Alan loves art. His passion is palpable. His drive is the matching of art created by someone he knows with a new owner moved by the creation.
“Artists put into their work their passion for the natural world,” he explained. “How often do we get to do something that creates an emotional response?”
Stockholm, a small community along the Mississippi River, is one of many communities that experienced an art renaissance in recent years. New businesses and tourists flock to the picturesque community nestled below the bluffs. The center of Stockholm is the Wide Spot Performing Arts Theater, named for the wide spot in the Big River. Alan and his partner renovated this historic opera hall.
“We have a visual art gallery,” he said. “But writing is the most powerful form of art and the hardest to understand. At Wide Spot the most interesting performances have been spoken words; poetry and readings.”
Through the Arts Board, Wisconsin supported the work of Wide Spot with a small grant to assist in the first season of “Going Coastal” a podcast radio show. “A tiny bit of seed money creates a community,” Alan noted. The seed blossomed into many profitable tourist businesses.
“Arts and tourism are utterly intertwined. They cannot exist without each other,” Alan stated.
Across the nation, states are vying with each other to snag more of the tourists’ dollars. Arts tourism has become the new buzz word. Communities are looking to attract those who spend money as tourists; they are more likely to be over 50 and looking for good food and culture.
Fortunately, western Wisconsin has become a destination for many tourists. They are drawn to its natural beauty like the Great River Road which was voted the “Prettiest Drive: Ultimate Summer Road Trip in the United States”. Tourists are also drawn to communities all around western Wisconsin for the emerging cultural scene.
Wisconsin makes small investments in developing art and tourism through the work of the Wisconsin Arts Board and the Department of Tourism. Alan is a member of the Board of Directors of Arts Wisconsin, a nonprofit organization promoting state funding for the arts.
“We advocate for the arts as a way to build communities and economies,” Alan explained. “This funding allows people to create, to think outside the box; to build something they would never be able to do otherwise. The funding tends to show exceptional return on the state’s investment.”
Wisconsin historically ranked in the middle of the pack in state spending for the arts. But this commitment has waned, especially in recent years. A study just released by the National Assembly of State Arts Agencies ranks Wisconsin arts funding 48th in the U.S. with only fourteen cents per person spent on the arts.
Minnesota ranked #1 with $6.31 per person invested in the arts.
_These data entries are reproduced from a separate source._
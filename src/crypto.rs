//! Encryption at rest for upstream credentials, plus key hashing.
//!
//! Credentials are sealed with AES-256-GCM under the process-wide key. The
//! stored form is `base64(ciphertext) + "." + base64(tag)` with the random
//! 12-byte nonce kept alongside as `iv = base64(nonce)`. Proxy keys are
//! looked up only by their lowercase-hex SHA-256.

use aes_gcm::{
    Aes256Gcm, Key, Nonce,
    aead::{Aead, AeadCore, KeyInit, OsRng},
};
use base64::Engine;
use base64::engine::general_purpose::STANDARD;
use sha2::{Digest, Sha256};

use crate::error::GatewayError;

/// GCM authentication tag length in bytes.
const TAG_LEN: usize = 16;

/// Nonce length in bytes.
const NONCE_LEN: usize = 12;

/// A sealed credential as it is sent to the store.
#[derive(Debug, Clone, PartialEq)]
pub struct EncryptedBlob {
    /// `base64(ciphertext) + "." + base64(tag)`
    pub blob: String,
    /// `base64(nonce)`
    pub iv: String,
}

pub struct Crypto {
    cipher: Aes256Gcm,
}

impl Crypto {
    pub fn new(key: &[u8; 32]) -> Self {
        Self {
            cipher: Aes256Gcm::new(Key::<Aes256Gcm>::from_slice(key)),
        }
    }

    pub fn encrypt(&self, plaintext: &str) -> Result<EncryptedBlob, GatewayError> {
        let nonce = Aes256Gcm::generate_nonce(&mut OsRng);

        let sealed = self
            .cipher
            .encrypt(&nonce, plaintext.as_bytes())
            .map_err(|_| GatewayError::provider("Failed to encrypt credential"))?;

        // aes-gcm appends the tag to the ciphertext
        let (ciphertext, tag) = sealed.split_at(sealed.len() - TAG_LEN);

        Ok(EncryptedBlob {
            blob: format!("{}.{}", STANDARD.encode(ciphertext), STANDARD.encode(tag)),
            iv: STANDARD.encode(nonce),
        })
    }

    pub fn decrypt(&self, blob: &str, iv: &str) -> Result<String, GatewayError> {
        let (ciphertext_b64, tag_b64) = blob
            .split_once('.')
            .ok_or_else(|| GatewayError::provider("Malformed encrypted credential"))?;

        let mut sealed = STANDARD
            .decode(ciphertext_b64)
            .map_err(|_| GatewayError::provider("Malformed encrypted credential"))?;
        let tag = STANDARD
            .decode(tag_b64)
            .map_err(|_| GatewayError::provider("Malformed encrypted credential"))?;
        sealed.extend_from_slice(&tag);

        let nonce_bytes = STANDARD
            .decode(iv)
            .map_err(|_| GatewayError::provider("Malformed credential nonce"))?;
        if nonce_bytes.len() != NONCE_LEN {
            return Err(GatewayError::provider("Malformed credential nonce"));
        }

        let plaintext = self
            .cipher
            .decrypt(Nonce::from_slice(&nonce_bytes), sealed.as_ref())
            .map_err(|_| GatewayError::provider("Failed to decrypt credential"))?;

        String::from_utf8(plaintext)
            .map_err(|_| GatewayError::provider("Decrypted credential is not valid UTF-8"))
    }
}

/// Lowercase-hex SHA-256 of a raw proxy key.
pub fn sha256_hex(input: &str) -> String {
    let mut hasher = Sha256::new();
    hasher.update(input.as_bytes());
    hasher
        .finalize()
        .iter()
        .map(|b| format!("{:02x}", b))
        .collect()
}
This huge disparity is a drag on Wisconsin’s economy as hundreds of thousands of dollars go from Wisconsin to Minnesota. “They have it and we don’t,” Alan said. “We are trying to reverse it by people coming here [to Stockholm] but we are a grain of sand.” The lack of funding means many projects never get off the drawing board.
“This shows how important it is for each individual to step forward and support the arts. Otherwise we won’t survive,” Alan emphasized.
What can you do to support the arts? Come to the Stockholm Art Fair Saturday, July 19th from 10am to 5pm.